We will take our next question from Quirijn Mulder, ING.

Quirijn Mulder

analyst
#54

Yes. 2 follow-up questions. One is on the working capital and what you said about the behavior of your customers. If the working capital is growing so fast, in fact, compared to more than EUR 60 million higher than last year, does it indicate that the clients are starting to behave somewhat different from what it was at the trough in the way that they are now looking for orders for a somewhat longer time or maybe some higher quantities? That's my first question. And the second question is -- maybe it's a technical question. Normally, there is a big difference between your net debt over EBITDA ratios between what you report and what the documentation is. Is that related to earn-outs? Or is there a difference there? Because it is normal 0.6, and now it's 0.1.

Hans Kooijmans

executive
#55

Perhaps first to reflect on the working capital days. There are 2 things there. You can look at the absolute amounts, and you can relate it to business activities. And perhaps I should start on the second one. So we reported this time, 68 days for working capital compared to 66 last year and 67 the year before at the end of September. And so it is all around that same ballpark. And the line that has the biggest impact on my working capital days is basically my debtor position. Because if I look at -- if you look back historically, then my debtor days are always higher than my stock days and my creditor days. So if I had strong sales or strong topline growth in a certain period, that drives my debtor days up, and that has the impact on basically the number that I just mentioned. So I don't see anything abnormal. I only saw a bit of a positive sign at the end of September because I had higher debtors and more stock because of a strong order book of October. And so for me, this is more a positive than a negative effect that I had to invest. And on the net debt, the difference in definitions, you're absolutely right. There is a different accounting treatment in IFRS versus loan documentation, how to deal with earnout obligations and minority shares that are still with previous owners. And what we see in the loan documentation is that I don't need to include the earnout obligation that I have to pay, but I also cannot include the profit related to the minority share. So for instance, in the Signet case, I did not have the debts related to Signet in my loan documentation debt, and I did not have the 30% profit that related to that same debt position. First of all, the big one is out, so that already made the difference smaller. And the other thing is that as the open positions are getting smaller, the gap is also getting narrower. And that drives now the small difference between the loan documentation, the IFRS calculation.
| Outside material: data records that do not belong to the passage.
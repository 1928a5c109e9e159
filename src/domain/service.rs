// SPDX-License-Identifier: MIT OR Apache-2.0

//! Config center service trait definition.
//!
//! This module defines the `ConfigCenterService` trait, which is the main interface
//! for reading, writing, removing and listing configuration documents within one
//! environment.

use crate::domain::{Environment, Result};
use async_trait::async_trait;
use std::collections::HashMap;

/// The main config center trait.
///
/// Implementations address documents by name only; the environment is fixed when the
/// implementation is constructed.
///
/// # Examples
///
/// ```rust
/// use async_trait::async_trait;
/// use configcenter::domain::{ConfigCenterService, ConfigError, Environment, Result};
/// use std::collections::HashMap;
///
/// struct Empty(Environment);
///
/// #[async_trait]
/// impl ConfigCenterService for Empty {
///     fn environment(&self) -> &Environment {
///         &self.0
///     }
///
///     async fn get_config(&self, name: &str) -> Result<String> {
///         Err(ConfigError::NoConfig {
///             name: name.to_string(),
///             key: name.to_string(),
///         })
///     }
///
///     async fn set_config(&self, _name: &str, _content: &str) -> Result<()> {
///         Ok(())
///     }
///
///     async fn remove_config(&self, _name: &str) -> Result<()> {
///         Ok(())
///     }
///
///     async fn list_config(&self) -> Result<HashMap<String, String>> {
///         Ok(HashMap::new())
///     }
/// }
/// ```
#[async_trait]
pub trait ConfigCenterService: Send + Sync {
    /// Returns the normalized environment this service is scoped to.
    fn environment(&self) -> &Environment;

    /// Retrieves the document stored under `name`.
    ///
    /// # Errors
    ///
    /// * [`ConfigError::NoConfig`](crate::domain::ConfigError::NoConfig) - nothing is
    ///   stored under `name`
    /// * [`ConfigError::Timeout`](crate::domain::ConfigError::Timeout) - the store did
    ///   not answer in time
    /// * [`ConfigError::Transport`](crate::domain::ConfigError::Transport) - the store
    ///   failed
    async fn get_config(&self, name: &str) -> Result<String>;

    /// Stores `content` under `name`, replacing any previous document.
    async fn set_config(&self, name: &str, content: &str) -> Result<()>;

    /// Removes the document stored under `name`.
    ///
    /// Removing a document that does not exist succeeds.
    async fn remove_config(&self, name: &str) -> Result<()>;

    /// Returns every document in the environment, keyed by name.
    ///
    /// An environment without documents yields an empty map rather than an error.
    async fn list_config(&self) -> Result<HashMap<String, String>>;
}
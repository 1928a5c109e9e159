// SPDX-License-Identifier: MIT OR Apache-2.0

//! Key-value store trait definition.
//!
//! This module defines the `KvStore` trait, the port through which the config center
//! talks to its backing store. Any store with linearizable point reads, prefix scans,
//! upserts and deletes over a single keyspace (etcd, or an in-memory map for tests)
//! can implement it.

use crate::domain::Result;
use async_trait::async_trait;

/// A key and the value stored under it.
#[derive(Clone, Debug, PartialEq, Eq)]
pub struct KeyValue {
    /// The full store key
    pub key: String,
    /// The stored value
    pub value: String,
}

impl KeyValue {
    /// Creates a new pair.
    pub fn new(key: impl Into<String>, value: impl Into<String>) -> Self {
        Self {
            key: key.into(),
            value: value.into(),
        }
    }
}

/// A trait for key-value stores.
///
/// Implementations report their own failures as
/// [`ConfigError::Transport`](crate::domain::ConfigError::Transport). Deadlines are
/// applied by the caller, so implementations need not time out on their own.
///
/// # Thread Safety
///
/// Implementations must be `Send + Sync` so that one store can be shared by many
/// concurrent callers.
///
/// # Examples
///
/// ```rust
/// use async_trait::async_trait;
/// use configcenter::domain::Result;
/// use configcenter::ports::{KeyValue, KvStore};
///
/// struct NullStore;
///
/// #[async_trait]
/// impl KvStore for NullStore {
///     fn name(&self) -> &str {
///         "null"
///     }
///
///     async fn get(&self, _key: &str) -> Result<Vec<KeyValue>> {
///         Ok(vec![])
///     }
///
///     async fn get_prefix(&self, _prefix: &str) -> Result<Vec<KeyValue>> {
///         Ok(vec![])
///     }
///
///     async fn put(&self, _key: &str, _value: &str) -> Result<()> {
///         Ok(())
///     }
///
///     async fn delete(&self, _key: &str) -> Result<()> {
///         Ok(())
///     }
/// }
/// ```
#[async_trait]
pub trait KvStore: Send + Sync {
    /// Returns the name of this store.
    ///
    /// Used in log events and error messages, e.g. `"etcd"` or `"memory"`.
    fn name(&self) -> &str;

    /// Point lookup of `key`.
    ///
    /// Returns an empty list if the key is absent.
    async fn get(&self, key: &str) -> Result<Vec<KeyValue>>;

    /// Range scan over every key that starts with `prefix`.
    async fn get_prefix(&self, prefix: &str) -> Result<Vec<KeyValue>>;

    /// Stores `value` under `key`, replacing any previous value.
    async fn put(&self, key: &str, value: &str) -> Result<()>;

    /// Removes `key`. Removing an absent key succeeds.
    async fn delete(&self, key: &str) -> Result<()>;
}
// SPDX-License-Identifier: MIT OR Apache-2.0

//! Blocking wrapper around an async config center.
//!
//! Callers without an async runtime of their own can use `BlockingConfigCenter`, which
//! owns a tokio runtime and drives each operation to completion on it.

use crate::domain::{ConfigCenterService, Environment, Result};
use std::collections::HashMap;
use std::future::Future;
use tokio::runtime::Runtime;

/// Blocking facade over any [`ConfigCenterService`].
///
/// Every call blocks the current thread for at most the inner service's deadline.
/// Calling these methods from inside another tokio runtime panics, as with any
/// `Runtime::block_on`.
///
/// # Examples
///
/// ```rust
/// use configcenter::prelude::*;
/// use configcenter::service::BlockingConfigCenter;
/// use std::sync::Arc;
///
/// # fn main() -> Result<()> {
/// let center = BlockingConfigCenter::new(ConfigCenter::new(
///     Arc::new(MemoryStore::new()),
///     "test",
/// ))?;
///
/// center.set_config("xx125", "a=b\n")?;
/// assert_eq!(center.get_config("xx125")?, "a=b\n");
/// # Ok(())
/// # }
/// ```
pub struct BlockingConfigCenter<T> {
    /// Declared before `runtime` so it is dropped while the runtime still exists
    inner: T,
    runtime: Runtime,
}

impl<T: ConfigCenterService> BlockingConfigCenter<T> {
    /// Wraps an already constructed service in a new runtime.
    ///
    /// # Errors
    ///
    /// Returns [`ConfigError::IoError`](crate::domain::ConfigError::IoError) if the
    /// runtime cannot be created.
    pub fn new(inner: T) -> Result<Self> {
        let runtime = Runtime::new()?;
        Ok(Self { inner, runtime })
    }

    /// Creates the runtime, then builds the service on it.
    ///
    /// Use this when constructing the service spawns background work, such as
    /// connecting an etcd client, so that work runs on the runtime that outlives it.
    ///
    /// # Examples
    ///
    /// ```rust,no_run
    /// # #[cfg(feature = "etcd")]
    /// # fn main() -> configcenter::domain::Result<()> {
    /// use configcenter::prelude::*;
    /// use configcenter::service::BlockingConfigCenter;
    /// use std::sync::Arc;
    ///
    /// let center = BlockingConfigCenter::from_async(|| async {
    ///     let store = EtcdStore::connect(vec!["localhost:2379"], None).await?;
    ///     Ok(ConfigCenter::new(Arc::new(store), "prod"))
    /// })?;
    /// let configs = center.list_config()?;
    /// # Ok(())
    /// # }
    /// # #[cfg(not(feature = "etcd"))]
    /// # fn main() {}
    /// ```
    pub fn from_async<F, Fut>(build: F) -> Result<Self>
    where
        F: FnOnce() -> Fut,
        Fut: Future<Output = Result<T>>,
    {
        let runtime = Runtime::new()?;
        let inner = runtime.block_on(build())?;
        Ok(Self { inner, runtime })
    }

    /// Returns the wrapped service.
    pub fn inner(&self) -> &T {
        &self.inner
    }

    /// Returns the normalized environment.
    pub fn environment(&self) -> &Environment {
        self.inner.environment()
    }

    /// Blocking version of [`ConfigCenterService::get_config`].
    pub fn get_config(&self, name: &str) -> Result<String> {
        self.runtime.block_on(self.inner.get_config(name))
    }

    /// Blocking version of [`ConfigCenterService::set_config`].
    pub fn set_config(&self, name: &str, content: &str) -> Result<()> {
        self.runtime.block_on(self.inner.set_config(name, content))
    }

    /// Blocking version of [`ConfigCenterService::remove_config`].
    pub fn remove_config(&self, name: &str) -> Result<()> {
        self.runtime.block_on(self.inner.remove_config(name))
    }

    /// Blocking version of [`ConfigCenterService::list_config`].
    pub fn list_config(&self) -> Result<HashMap<String, String>> {
        self.runtime.block_on(self.inner.list_config())
    }
}
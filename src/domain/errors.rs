// SPDX-License-Identifier: MIT OR Apache-2.0

//! Error types for the config center.
//!
//! This module defines the errors that can occur when reading, writing, removing or
//! listing configuration documents. All errors use `thiserror` for proper error
//! handling and conversion.

use std::fmt;
use std::time::Duration;
use thiserror::Error;

/// The store operation a config center call was performing.
///
/// Carried by [`ConfigError::Timeout`] and used as a field in log events.
#[derive(Clone, Copy, Debug, PartialEq, Eq)]
pub enum Operation {
    /// Point read of a single document.
    Get,
    /// Upsert of a single document.
    Set,
    /// Removal of a single document.
    Remove,
    /// Prefix scan over an environment.
    List,
}

impl Operation {
    /// Returns the lowercase name of the operation.
    pub fn as_str(&self) -> &'static str {
        match self {
            Operation::Get => "get",
            Operation::Set => "set",
            Operation::Remove => "remove",
            Operation::List => "list",
        }
    }
}

impl fmt::Display for Operation {
    fn fmt(&self, f: &mut fmt::Formatter<'_>) -> fmt::Result {
        f.write_str(self.as_str())
    }
}

/// The main error type for config center operations.
///
/// `NoConfig`, `Timeout` and `Transport` are deliberately separate so callers can
/// treat "not configured" differently from "backend unreachable" and from "backend
/// too slow". It is marked as `#[non_exhaustive]` to allow for future additions
/// without breaking backwards compatibility.
///
/// # Examples
///
/// ```
/// use configcenter::domain::errors::ConfigError;
///
/// fn lookup() -> Result<String, ConfigError> {
///     Err(ConfigError::NoConfig {
///         name: "database".to_string(),
///         key: "/config_center/prod/database".to_string(),
///     })
/// }
///
/// assert!(lookup().unwrap_err().is_not_found());
/// ```
#[derive(Debug, Error)]
#[non_exhaustive]
pub enum ConfigError {
    /// A point read found no document under the computed key.
    #[error("No config '{name}' in store (key {key})")]
    NoConfig {
        /// The config name that was requested
        name: String,
        /// The store key that was read
        key: String,
    },

    /// The per-call time budget elapsed before the store answered.
    #[error("Config {operation} on '{key}' timed out after {timeout:?}")]
    Timeout {
        /// The operation that timed out
        operation: Operation,
        /// The key or prefix being accessed
        key: String,
        /// The budget that elapsed
        timeout: Duration,
    },

    /// The store reported a failure.
    #[error("Store '{store}' error: {message}")]
    Transport {
        /// The name of the store that failed
        store: String,
        /// The error message
        message: String,
        /// The underlying error, if any
        #[source]
        source: Option<Box<dyn std::error::Error + Send + Sync>>,
    },

    /// A config name was rejected before reaching the store.
    #[error("Invalid config name '{name}': {reason}")]
    InvalidName {
        /// The rejected name
        name: String,
        /// Why it was rejected
        reason: &'static str,
    },

    /// Config center options failed validation.
    #[error("Invalid config center options: {message}")]
    InvalidOptions {
        /// The error message
        message: String,
    },

    /// The store returned a key or value that is not valid UTF-8.
    #[error("Store returned non UTF-8 data for key '{key}'")]
    InvalidEncoding {
        /// The key, lossily decoded
        key: String,
    },

    /// Failed to parse an options file.
    #[error("Failed to parse options: {message}")]
    ParseError {
        /// The error message
        message: String,
        /// The underlying parsing error
        #[source]
        source: Option<Box<dyn std::error::Error + Send + Sync>>,
    },

    /// An I/O error occurred.
    #[error("I/O error: {0}")]
    IoError(#[from] std::io::Error),
}

impl ConfigError {
    /// Creates a `Transport` error wrapping an underlying store error.
    pub fn transport<E>(store: &str, message: impl Into<String>, err: E) -> Self
    where
        E: std::error::Error + Send + Sync + 'static,
    {
        ConfigError::Transport {
            store: store.to_string(),
            message: message.into(),
            source: Some(Box::new(err)),
        }
    }

    /// Returns `true` if no document existed for a point read.
    pub fn is_not_found(&self) -> bool {
        matches!(self, ConfigError::NoConfig { .. })
    }

    /// Returns `true` if the per-call deadline elapsed.
    pub fn is_timeout(&self) -> bool {
        matches!(self, ConfigError::Timeout { .. })
    }

    /// Returns `true` if the store itself reported a failure.
    pub fn is_transport(&self) -> bool {
        matches!(self, ConfigError::Transport { .. })
    }
}

/// A specialized Result type for config center operations.
pub type Result<T> = std::result::Result<T, ConfigError>;
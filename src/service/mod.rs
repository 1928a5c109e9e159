// SPDX-License-Identifier: MIT OR Apache-2.0

//! Service layer containing the config center implementations.
//!
//! This module contains the concrete implementations of the `ConfigCenterService`
//! trait, which provides the main interface for working with configuration documents.

pub mod blocking;
pub mod config_center;

// Re-export commonly used types
pub use blocking::BlockingConfigCenter;
pub use config_center::{ConfigCenter, ConfigCenterBuilder};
A bit of a technical answer.

Operator

operator
#56

We will take our next question from Luuk Van Beek, Degroof Petercam.

Luuk Van Beek

analyst
#57

I have one remaining question on your acquisition spending run rate. Are you still comfortable with keeping that run rate despite the higher leverage that you're currently seeing?

Hans Kooijmans

executive
#58

Yes. I think, as you know, we have always maintained an active and disciplined M&A strategy that is a complement to our strong organic growth. And what you see there is that acquisitions are always difficult to plan. The -- first of all, you need to have -- we talk about a healthy M&A pipeline at the moment. We talk about a leverage profile. But I know that during the year, my highest point in the cycle are always the end of June and the end of September. So we will deleverage towards year-end if we don't do additional M&A. But we will carefully monitor our balance sheet and our leverage development there, and I don't feel uncomfortable there.

Operator

operator
#59

[Operator Instructions] There are no further questions on the line. So I will now hand you back to your host for closing remarks.

Valerie Diele-Braun

executive
#60

It was a pleasure to be with you on the call. And as Hans mentioned, speak to you in the next year.

Hans Kooijmans

executive
#61

Yes.

Valerie Diele-Braun

executive
#62

Thank you.

Hans Kooijmans

executive
#63

Wish you all a good finish of the year.

Valerie Diele-Braun

executive
#64

Yes.

Operator

operator
#65

Thank you for joining today's call. You may now disconnect.